What to produce » Run through the records and show each line that includes the string "tokio".

───

#![allow(dead_code)]

pub mod mock_services;

use async_trait::async_trait;
use bytes::Bytes;
use speech_relay_rs::admission::AdmissionQueue;
use speech_relay_rs::app_state::AppState;
use speech_relay_rs::client_pool::{ClientPool, PoolPolicy};
use speech_relay_rs::config::ServiceConfig;
use speech_relay_rs::error::ServiceError;
use speech_relay_rs::pipeline::{Pipeline, PipelineConfig};
use speech_relay_rs::services::{Recognizer, Synthesizer, Translator};
use std::sync::Arc;
use std::sync::atomic::{AtomicUsize, Ordering};
use std::time::Duration;

pub const BOUNDARY: &str = "----speechrelayboundary";

/// Builds a multipart/form-data body with an optional audio file and language
pub fn multipart_body(audio: Option<&[u8]>, language: Option<&str>) -> (String, Vec<u8>) {
    let mut body = Vec::new();
    if let Some(audio) = audio {
        body.extend_from_slice(
            format!(
                "--{}\r\nContent-Disposition: form-data; name=\"audio\"; filename=\"clip.wav\"\r\nContent-Type: audio/wav\r\n\r\n",
                BOUNDARY
            )
            .as_bytes(),
        );
        body.extend_from_slice(audio);
        body.extend_from_slice(b"\r\n");
    }
    if let Some(language) = language {
        body.extend_from_slice(
            format!(
                "--{}\r\nContent-Disposition: form-data; name=\"language\"\r\n\r\n{}\r\n",
                BOUNDARY, language
            )
            .as_bytes(),
        );
    }
    body.extend_from_slice(format!("--{}--\r\n", BOUNDARY).as_bytes());
    (format!("multipart/form-data; boundary={}", BOUNDARY), body)
}

#[derive(Default)]
pub struct CallCounts {
    pub recognize: AtomicUsize,
    pub translate: AtomicUsize,
    pub synthesize: AtomicUsize,
}

impl CallCounts {
    pub fn get(&self) -> (usize, usize, usize) {
        (
            self.recognize.load(Ordering::SeqCst),
            self.translate.load(Ordering::SeqCst),
            self.synthesize.load(Ordering::SeqCst),
        )
    }
}

pub struct FakeRecognizer {
    pub text: Option<String>,
    pub calls: Arc<CallCounts>,
}

#[async_trait]
impl Recognizer for FakeRecognizer {
    async fn recognize(&self, _audio: Bytes, _language: &str) -> Result<String, ServiceError> {
        self.calls.recognize.fetch_add(1, Ordering::SeqCst);
        self.text
            .clone()
            .ok_or_else(|| ServiceError::NoMatch("NoMatch".to_string()))
    }
}

pub struct UppercaseTranslator {
    pub calls: Arc<CallCounts>,
}

#[async_trait]
impl Translator for UppercaseTranslator {
    async fn translate(&self, text: &str, _target: &str) -> Result<String, ServiceError> {
        self.calls.translate.fetch_add(1, Ordering::SeqCst);
        Ok(text.to_uppercase())
    }
}

pub struct EchoSynthesizer {
    pub calls: Arc<CallCounts>,
    pub delay: Duration,
}

#[async_trait]
impl Synthesizer for EchoSynthesizer {
    async fn synthesize(&self, text: &str, _language: &str) -> Result<Bytes, ServiceError> {
        self.calls.synthesize.fetch_add(1, Ordering::SeqCst);
        tokio::time::sleep(self.delay).await;
        Ok(Bytes::copy_from_slice(text.as_bytes()))
    }
}

/// App state wired to in-process fakes instead of remote services
pub fn fake_state(
    recognized: Option<&str>,
    concurrency: usize,
    synth_delay: Duration,
) -> (AppState, Arc<CallCounts>) {
    let calls = Arc::new(CallCounts::default());
    let synth_calls = calls.clone();
    let pool = ClientPool::initialize(2, PoolPolicy::Exclusive, move |_| {
        Ok::<_, String>(Arc::new(EchoSynthesizer {
            calls: synth_calls.clone(),
            delay: synth_delay,
        }) as Arc<dyn Synthesizer>)
    })
    .unwrap();
    let pipeline = Pipeline::new(
        Arc::new(FakeRecognizer {
            text: recognized.map(str::to_string),
            calls: calls.clone(),
        }),
        Arc::new(UppercaseTranslator {
            calls: calls.clone(),
        }),
        Arc::new(pool),
        PipelineConfig {
            recognition_language: "auto".to_string(),
            default_target_language: "en-US".to_string(),
            stage_timeout: Duration::from_secs(5),
        },
    );
    let state = AppState::with_parts(pipeline, AdmissionQueue::new(concurrency, None), 1024, 0);
    (state, calls)
}

/// A valid configuration pointing every remote service at `endpoint`
pub fn service_config(endpoint: &str, port: u16) -> ServiceConfig {
    use clap::Parser;
    let port = port.to_string();
    ServiceConfig::try_parse_from([
        "speech-relay",
        "--port",
        port.as_str(),
        "--speech-key",
        "test-speech-key",
        "--speech-region",
        "local",
        "--speech-endpoint",
        endpoint,
        "--translator-key",
        "test-translator-key",
        "--translator-region",
        "local",
        "--translator-endpoint",
        endpoint,
        "--synthesis-pool-size",
        "2",
        "--log-interval",
        "0",
    ])
    .unwrap()
}

pub fn free_port() -> u16 {
    let listener = std::net::TcpListener::bind("127.0.0.1:0").unwrap();
    listener.local_addr().unwrap().port()
}

/// Polls `cond` until it holds, failing the test after two seconds
pub async fn wait_until(mut cond: impl FnMut() -> bool) {
    tokio::time::timeout(Duration::from_secs(2), async {
        while !cond() {
            tokio::time::sleep(Duration::from_millis(1)).await;
        }
    })
    .await
    .expect("condition not reached in time");
}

───

Task answer »
        tokio::time::sleep(self.delay).await;
    tokio::time::timeout(Duration::from_secs(2), async {
            tokio::time::sleep(Duration::from_millis(1)).await;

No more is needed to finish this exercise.